Cardiomyopathy is the most common form of heart disease in cats. It is also the term that relates to any disease of the heart or surrounding muscle.
Unfortunately, heart disease in cats is quite common. It’s a serious problem as it prevents the heart from working properly, which can be fatal.
Certainly, it’s important for pet professionals to have an understanding of feline heart disease, the possible causes and potential treatments. With this knowledge you can help educate pet owners and clients and promote the importance of routine veterinary consultations.
While an annual check-up won’t prevent heart disease, early diagnosis helps ensure the best possible outcome.
Cardiomyopathies are divided in three or four classifications:
Hypertrophic — According to International Cat Care, this is the most common form of heart disease in felines. It refers to the thickening of the heart muscles. It obstructs the blood flow and leads to poor heart function.
Dilated — This is where the heart muscle is weak and the muscle walls are thin and floppy. As a result, the heart muscle cannot contract effectively.
Restrictive or unclassified — In the third type of cardiomyopathy the heart muscle is unable to fill and pump due to the heart wall becoming stiff and inflexible.
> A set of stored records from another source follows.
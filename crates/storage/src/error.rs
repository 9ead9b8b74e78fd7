use thiserror::Error;

use sweeply_recurrence::traits::RepositoryError;

#[derive(Error, Debug)]
pub enum StoreError {
    #[error("IO error: {0}")]
    Io(#[from] std::io::Error),

    #[error("serialization error: {0}")]
    Serde(#[from] serde_json::Error),

    #[error("not a directory: {0}")]
    NotADirectory(String),

    #[error("{0}")]
    Other(String),
}

impl From<StoreError> for RepositoryError {
    /// IO failures are transient (retryable); a record that fails to
    /// serialize or deserialize is permanent.
    fn from(err: StoreError) -> Self {
        match err {
            StoreError::Io(e) => RepositoryError::Transient(e.to_string()),
            other => RepositoryError::Permanent(other.to_string()),
        }
    }
}
use std::env;
use std::path::PathBuf;

use serde::{Deserialize, Serialize};

/// Load .env file (silently ignores if missing).
pub fn load_dotenv() {
    dotenvy::dotenv().ok();
}

fn env_or(key: &str, default: &str) -> String {
    env::var(key).unwrap_or_else(|_| default.to_string())
}

fn env_opt(key: &str) -> Option<String> {
    env::var(key).ok().filter(|s| !s.is_empty())
}

fn env_u32(key: &str, default: u32) -> u32 {
    env_opt(key).and_then(|v| v.parse().ok()).unwrap_or(default)
}

fn env_u64(key: &str, default: u64) -> u64 {
    env_opt(key).and_then(|v| v.parse().ok()).unwrap_or(default)
}

// ── Top-level config ──────────────────────────────────────────

#[derive(Debug, Clone, Serialize, Deserialize)]
pub struct Config {
    pub planner: PlannerConfig,
    pub storage: StorageConfig,
}

impl Config {
    /// Build config from environment variables (call `load_dotenv()` first).
    pub fn from_env() -> Self {
        Self {
            planner: PlannerConfig::from_env(),
            storage: StorageConfig::from_env(),
        }
    }

    /// Print a summary for startup logs.
    pub fn log_summary(&self) {
        tracing::info!("Config loaded:");
        tracing::info!(
            "  planner:  tick={}s, horizon={}d, snapshot_retries={}",
            self.planner.tick_interval_secs,
            self.planner.horizon_days,
            self.planner.snapshot_retries
        );
        tracing::info!(
            "  storage:  backend={}, data_dir={}",
            self.storage.backend,
            self.storage.data_dir.display()
        );
    }
}

// ── Planner ───────────────────────────────────────────────────

#[derive(Debug, Clone, Serialize, Deserialize)]
pub struct PlannerConfig {
    /// Seconds between planner sweeps over active rules.
    pub tick_interval_secs: u64,
    /// How far ahead (in days) each sweep materializes occurrences.
    pub horizon_days: u32,
    /// How many times a sweep retries a rule after a calendar revision moved under it.
    pub snapshot_retries: u32,
}

impl PlannerConfig {
    fn from_env() -> Self {
        Self {
            tick_interval_secs: env_u64("PLANNER_TICK_SECS", 300),
            horizon_days: env_u32("PLANNER_HORIZON_DAYS", 30),
            snapshot_retries: env_u32("PLANNER_SNAPSHOT_RETRIES", 3),
        }
    }
}

// ── Storage ───────────────────────────────────────────────────

#[derive(Debug, Clone, Serialize, Deserialize)]
pub struct StorageConfig {
    /// "memory" or "file"
    pub backend: String,
    pub data_dir: PathBuf,
}

impl StorageConfig {
    fn from_env() -> Self {
        Self {
            backend: env_or("STORAGE_BACKEND", "memory"),
            data_dir: PathBuf::from(env_or("DATA_DIR", "data")),
        }
    }
}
If heart disease develops in relation to a taurine deficiency, high blood pressure or overactive thyroid it may be possible to treat the underlying cause. For example, taurine or l-carnitine supplementation may be considered and anti-hypertensive drugs may be prescribed to treat high blood pressure.
It’s common for diuretics to be given to remove excess fluid build-up, as well as providing a low-salt diet.
However, if heart failure develops as a result of the heart disease medication may be prescribed. Drugs for heart failure include beta-blockers, a calcium-channel blocker (Diltiazem) or ACE-inhibitors.
Indeed, despite the fact that heart disease in cats is fairly common, it is difficult to pick up on. Therefore, pet professionals can advise owners on the warning signs. You can also promote cat health by reminding pet parents of the importance of regular vet check-ups, including a heart check.